CUDA By Example: An Introduction to General-Purpose GPU Programming, Jason Sanders, Edward Kandrot, Addison-Wesley: This book does exactly what it says on the tin. It's a good introduction to parallel programming and CUDA. If you are arealdy familiar with this topic, then the extensive CUDA documentation from NVIDIA will probably be more than enough. If you are new to CUDA then this book is probably a good start.
Programming Massively Parallel Processors: A Hands-On Approach, David B. Kirk, Wen-Mei W. Hwu, Morgan Kaufmann: Another introduction to the world of parallel computing using many-core systems like GPUs. The thumbnail shows the second edition of the book, I own the first edition. I would probably not recommend learning CUDA solely from this book, but in combination with other books and the NVIDIA manuals it's a solid start. If you already know about CUDA and you are familiar with programming models for many-core systems then you should most likely skip this book.

Miscellaneous

The C Programming Language, Brian W. Kernighan, Dennis Ritchie, Prentice Hall: I think there is no need to provide any details on this book. It is the best and standard reference for the C programming language. It gives a complete picture of the C language. This is a technical book that focuses on the language itself - so if you are a novice, it might be a bit hard to read (no explanations on how to use compilers etc.). However, it is certainly worth its money. Highly recommended.

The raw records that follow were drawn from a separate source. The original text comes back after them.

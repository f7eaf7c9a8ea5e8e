use crate::models::{ActivitySuggestion, User, UserGroup, Visit, VisitStatus};

/// Partitions `items` by key. Groups come out in first-seen order and members
/// keep their insertion order. An item may land in several groups.
pub fn group_by<'a, T, K, I>(items: &'a [T], keys: impl Fn(&'a T) -> I) -> Vec<(K, Vec<&'a T>)>
where
    K: PartialEq,
    I: IntoIterator<Item = K>,
{
    let mut groups: Vec<(K, Vec<&'a T>)> = Vec::new();
    for item in items {
        for key in keys(item) {
            match groups.iter_mut().find(|(existing, _)| *existing == key) {
                Some((_, members)) => members.push(item),
                None => groups.push((key, vec![item])),
            }
        }
    }
    groups
}

pub fn group_by_city(users: &[User]) -> Vec<(&str, Vec<&User>)> {
    group_by(users, |user| user.city.as_deref())
}

pub fn group_by_organization(users: &[User]) -> Vec<(&str, Vec<&User>)> {
    group_by(users, |user| user.organizations.iter().map(String::as_str))
}

pub fn to_user_groups(groups: Vec<(&str, Vec<&User>)>) -> Vec<UserGroup> {
    groups
        .into_iter()
        .map(|(key, users)| UserGroup {
            key: key.to_string(),
            users: users.into_iter().cloned().collect(),
        })
        .collect()
}

pub fn visits_for_user<'a>(visits: &'a [Visit], user_id: &str) -> Vec<&'a Visit> {
    visits.iter().filter(|visit| visit.user_id == user_id).collect()
}

pub fn current_visit_for_user<'a>(visits: &'a [Visit], user_id: &str) -> Option<&'a Visit> {
    visits
        .iter()
        .find(|visit| visit.user_id == user_id && visit.status == VisitStatus::Current)
}

/// Visits that can still receive activity suggestions.
pub fn active_visits(visits: &[Visit]) -> Vec<&Visit> {
    visits.iter().filter(|visit| visit.status.is_active()).collect()
}

pub fn suggestions_for_visit<'a>(
    suggestions: &'a [ActivitySuggestion],
    visit_id: &str,
) -> Vec<&'a ActivitySuggestion> {
    suggestions
        .iter()
        .filter(|suggestion| suggestion.visit_id == visit_id)
        .collect()
}

pub fn display_name<'a>(users: &'a [User], user_id: &str) -> Option<&'a str> {
    users
        .iter()
        .find(|user| user.id == user_id)
        .map(|user| user.name.as_str())
}

pub fn initials(name: &str) -> String {
    name.split_whitespace()
        .filter_map(|word| word.chars().next())
        .flat_map(char::to_uppercase)
        .take(2)
        .collect()
}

Why Programs Fail: A Guide to Systematic Debugging, Andreas Zeller, dpunkt: Andreas is the creator of the Data Display Debugger (ddd) and has lots of experience in debugging programs. This book attempts to provide a systematic approach to finding, reproducing, and fixing programming errors, with a strong focus on the automation of many debugging techniques. Many interesting (and practical) ideas are explored. If you would like to improve your detective skills, this book is for you.
The Definite Guide to SQLite, Michael Owens, Apress: SQLite is an open source embeddable SQL database with a very small footprint. It's a great solution when you don't need a client/server SQL database. The book serves as an introduction to relational models and the SQL language in general, and the capabilities and APIs of SQLite, in particular the C/C++ interface. If you would like to work with SQLite, then this book is your perfect companion.
Pragmatic Guide to Subversion, Mike Mason, Pragmatic Programmers: This book is relatively short. If you need an introduction to subversion and some practical advice, then this book might be for you (although the svn manual is already pretty good, to be honest). It's not really a tutorial and it lacks addressing some real-world issues when working with svn but as an introduction it's okay.